**Problem details**
Each line in the records below that has the word "opts" should be copied.
Segment Start: Supplied entries
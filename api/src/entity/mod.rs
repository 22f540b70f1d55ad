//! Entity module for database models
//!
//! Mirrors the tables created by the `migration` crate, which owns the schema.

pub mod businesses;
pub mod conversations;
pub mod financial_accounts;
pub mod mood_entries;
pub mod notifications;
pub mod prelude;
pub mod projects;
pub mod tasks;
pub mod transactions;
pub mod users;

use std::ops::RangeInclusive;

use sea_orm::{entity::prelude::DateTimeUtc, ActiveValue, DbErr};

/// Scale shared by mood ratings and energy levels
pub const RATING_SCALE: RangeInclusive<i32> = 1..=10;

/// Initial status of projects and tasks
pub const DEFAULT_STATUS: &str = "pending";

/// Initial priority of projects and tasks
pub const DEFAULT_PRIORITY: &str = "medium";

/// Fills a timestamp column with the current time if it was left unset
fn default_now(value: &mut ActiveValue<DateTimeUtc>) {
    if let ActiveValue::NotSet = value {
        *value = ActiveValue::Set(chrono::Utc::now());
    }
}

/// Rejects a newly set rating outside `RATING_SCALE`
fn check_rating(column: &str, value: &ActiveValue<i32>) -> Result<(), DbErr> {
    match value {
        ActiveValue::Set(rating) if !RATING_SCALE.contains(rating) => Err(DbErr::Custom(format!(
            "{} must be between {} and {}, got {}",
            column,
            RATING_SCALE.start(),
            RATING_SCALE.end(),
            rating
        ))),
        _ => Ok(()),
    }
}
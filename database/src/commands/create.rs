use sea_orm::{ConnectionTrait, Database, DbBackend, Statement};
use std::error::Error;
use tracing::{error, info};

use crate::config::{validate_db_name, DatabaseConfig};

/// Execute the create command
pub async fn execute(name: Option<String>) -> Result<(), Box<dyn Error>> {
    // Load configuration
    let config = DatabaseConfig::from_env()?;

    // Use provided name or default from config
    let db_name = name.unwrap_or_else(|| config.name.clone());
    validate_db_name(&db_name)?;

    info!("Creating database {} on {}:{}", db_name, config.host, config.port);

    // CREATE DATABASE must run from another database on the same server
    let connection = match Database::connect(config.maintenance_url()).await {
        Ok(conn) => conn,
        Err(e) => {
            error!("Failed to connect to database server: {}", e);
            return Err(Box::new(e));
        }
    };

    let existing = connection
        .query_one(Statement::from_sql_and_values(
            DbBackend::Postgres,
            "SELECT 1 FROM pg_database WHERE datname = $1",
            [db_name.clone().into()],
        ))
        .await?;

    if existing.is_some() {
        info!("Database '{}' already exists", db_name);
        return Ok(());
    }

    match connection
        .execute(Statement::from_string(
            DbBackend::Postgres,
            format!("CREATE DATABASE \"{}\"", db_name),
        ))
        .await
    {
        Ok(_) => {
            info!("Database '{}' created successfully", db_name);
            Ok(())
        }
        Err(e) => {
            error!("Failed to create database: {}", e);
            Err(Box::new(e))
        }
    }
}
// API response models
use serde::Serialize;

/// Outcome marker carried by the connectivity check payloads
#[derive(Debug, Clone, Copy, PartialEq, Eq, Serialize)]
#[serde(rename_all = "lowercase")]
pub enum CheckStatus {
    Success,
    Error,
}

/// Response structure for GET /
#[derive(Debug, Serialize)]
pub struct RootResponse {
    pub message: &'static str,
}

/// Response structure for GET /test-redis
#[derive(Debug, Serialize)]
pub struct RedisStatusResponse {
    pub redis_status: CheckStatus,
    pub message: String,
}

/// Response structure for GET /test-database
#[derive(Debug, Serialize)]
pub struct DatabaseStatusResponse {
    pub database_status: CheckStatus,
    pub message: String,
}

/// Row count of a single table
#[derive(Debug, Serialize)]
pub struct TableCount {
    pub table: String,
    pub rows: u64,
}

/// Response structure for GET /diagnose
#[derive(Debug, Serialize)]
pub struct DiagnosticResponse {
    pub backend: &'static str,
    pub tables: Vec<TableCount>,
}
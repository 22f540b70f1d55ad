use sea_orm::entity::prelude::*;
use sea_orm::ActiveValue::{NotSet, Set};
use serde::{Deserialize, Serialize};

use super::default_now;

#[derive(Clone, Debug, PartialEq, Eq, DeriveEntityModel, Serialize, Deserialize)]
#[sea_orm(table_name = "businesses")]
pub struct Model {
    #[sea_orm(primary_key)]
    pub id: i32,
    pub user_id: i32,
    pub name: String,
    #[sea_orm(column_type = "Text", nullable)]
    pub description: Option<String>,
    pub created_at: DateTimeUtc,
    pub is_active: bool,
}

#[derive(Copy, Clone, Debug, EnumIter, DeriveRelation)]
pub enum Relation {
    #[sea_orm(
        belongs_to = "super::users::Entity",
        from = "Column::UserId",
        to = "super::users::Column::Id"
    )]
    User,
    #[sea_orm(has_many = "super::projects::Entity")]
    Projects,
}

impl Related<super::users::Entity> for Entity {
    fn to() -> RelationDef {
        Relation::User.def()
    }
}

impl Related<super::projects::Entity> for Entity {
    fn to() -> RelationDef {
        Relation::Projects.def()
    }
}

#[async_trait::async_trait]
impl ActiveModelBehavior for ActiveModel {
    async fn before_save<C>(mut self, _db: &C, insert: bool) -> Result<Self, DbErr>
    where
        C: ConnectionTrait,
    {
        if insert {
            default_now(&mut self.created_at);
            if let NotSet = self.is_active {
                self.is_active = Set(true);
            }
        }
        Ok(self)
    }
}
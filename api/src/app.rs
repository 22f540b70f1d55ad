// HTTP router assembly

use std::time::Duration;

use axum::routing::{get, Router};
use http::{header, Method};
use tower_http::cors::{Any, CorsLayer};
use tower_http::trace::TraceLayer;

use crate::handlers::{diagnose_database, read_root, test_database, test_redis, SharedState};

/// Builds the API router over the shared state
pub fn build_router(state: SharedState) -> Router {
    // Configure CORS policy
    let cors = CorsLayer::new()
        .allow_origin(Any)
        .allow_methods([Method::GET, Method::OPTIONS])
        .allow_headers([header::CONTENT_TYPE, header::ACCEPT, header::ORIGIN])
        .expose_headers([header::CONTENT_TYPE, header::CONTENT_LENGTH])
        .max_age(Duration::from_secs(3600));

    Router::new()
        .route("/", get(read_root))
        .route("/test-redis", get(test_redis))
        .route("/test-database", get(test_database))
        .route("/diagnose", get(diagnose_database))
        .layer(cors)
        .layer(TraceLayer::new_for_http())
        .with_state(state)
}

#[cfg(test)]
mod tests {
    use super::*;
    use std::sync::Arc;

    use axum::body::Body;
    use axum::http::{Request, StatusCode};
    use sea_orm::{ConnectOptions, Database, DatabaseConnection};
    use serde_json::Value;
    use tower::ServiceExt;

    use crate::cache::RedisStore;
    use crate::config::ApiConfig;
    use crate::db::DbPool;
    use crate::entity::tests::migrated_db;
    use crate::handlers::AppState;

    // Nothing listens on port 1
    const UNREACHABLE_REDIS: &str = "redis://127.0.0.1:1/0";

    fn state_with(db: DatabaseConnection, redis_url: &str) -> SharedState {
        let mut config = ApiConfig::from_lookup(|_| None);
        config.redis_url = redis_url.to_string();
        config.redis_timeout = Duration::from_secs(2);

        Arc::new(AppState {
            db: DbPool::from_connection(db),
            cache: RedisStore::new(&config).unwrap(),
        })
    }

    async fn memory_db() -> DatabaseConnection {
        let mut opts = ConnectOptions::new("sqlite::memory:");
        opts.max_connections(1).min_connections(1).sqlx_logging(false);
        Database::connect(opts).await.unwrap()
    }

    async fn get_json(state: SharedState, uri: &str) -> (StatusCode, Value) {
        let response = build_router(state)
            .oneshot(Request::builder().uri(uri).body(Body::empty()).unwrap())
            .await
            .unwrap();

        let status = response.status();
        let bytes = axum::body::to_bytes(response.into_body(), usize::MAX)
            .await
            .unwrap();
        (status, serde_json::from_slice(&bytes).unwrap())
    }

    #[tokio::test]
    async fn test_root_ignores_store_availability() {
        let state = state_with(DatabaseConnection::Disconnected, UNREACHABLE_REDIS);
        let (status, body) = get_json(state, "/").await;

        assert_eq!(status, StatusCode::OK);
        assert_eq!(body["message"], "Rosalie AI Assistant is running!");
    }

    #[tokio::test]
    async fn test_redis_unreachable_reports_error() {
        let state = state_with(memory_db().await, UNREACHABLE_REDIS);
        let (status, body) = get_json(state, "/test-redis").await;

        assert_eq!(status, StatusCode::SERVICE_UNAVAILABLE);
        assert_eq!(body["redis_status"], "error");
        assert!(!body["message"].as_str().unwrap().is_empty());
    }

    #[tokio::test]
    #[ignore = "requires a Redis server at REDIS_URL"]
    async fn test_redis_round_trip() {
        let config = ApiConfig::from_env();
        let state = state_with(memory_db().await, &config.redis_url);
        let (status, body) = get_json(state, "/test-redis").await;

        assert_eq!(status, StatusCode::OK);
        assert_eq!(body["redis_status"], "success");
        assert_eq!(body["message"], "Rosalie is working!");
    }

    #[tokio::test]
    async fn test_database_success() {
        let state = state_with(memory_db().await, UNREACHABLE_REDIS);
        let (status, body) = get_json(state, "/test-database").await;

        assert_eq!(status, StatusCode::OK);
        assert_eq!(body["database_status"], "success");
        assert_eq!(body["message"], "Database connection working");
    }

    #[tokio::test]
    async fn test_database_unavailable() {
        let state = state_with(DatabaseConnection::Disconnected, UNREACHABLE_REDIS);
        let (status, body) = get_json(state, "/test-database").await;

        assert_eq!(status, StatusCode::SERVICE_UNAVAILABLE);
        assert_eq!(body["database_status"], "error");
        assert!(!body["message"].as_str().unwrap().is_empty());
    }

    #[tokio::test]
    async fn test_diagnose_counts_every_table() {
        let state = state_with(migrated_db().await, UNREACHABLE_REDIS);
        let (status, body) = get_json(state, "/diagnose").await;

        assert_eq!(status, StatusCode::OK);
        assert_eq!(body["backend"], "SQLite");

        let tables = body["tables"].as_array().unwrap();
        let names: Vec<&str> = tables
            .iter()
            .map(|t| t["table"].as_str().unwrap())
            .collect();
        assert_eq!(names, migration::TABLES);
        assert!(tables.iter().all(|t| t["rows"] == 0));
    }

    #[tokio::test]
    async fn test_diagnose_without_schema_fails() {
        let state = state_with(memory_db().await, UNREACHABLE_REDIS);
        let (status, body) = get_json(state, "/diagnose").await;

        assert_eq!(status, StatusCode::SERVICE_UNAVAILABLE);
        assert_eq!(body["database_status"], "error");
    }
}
Segment End: Supplied entries
**Task response**
        let mut opts = ConnectOptions::new("sqlite::memory:");
        opts.max_connections(1).min_connections(1).sqlx_logging(false);
        Database::connect(opts).await.unwrap()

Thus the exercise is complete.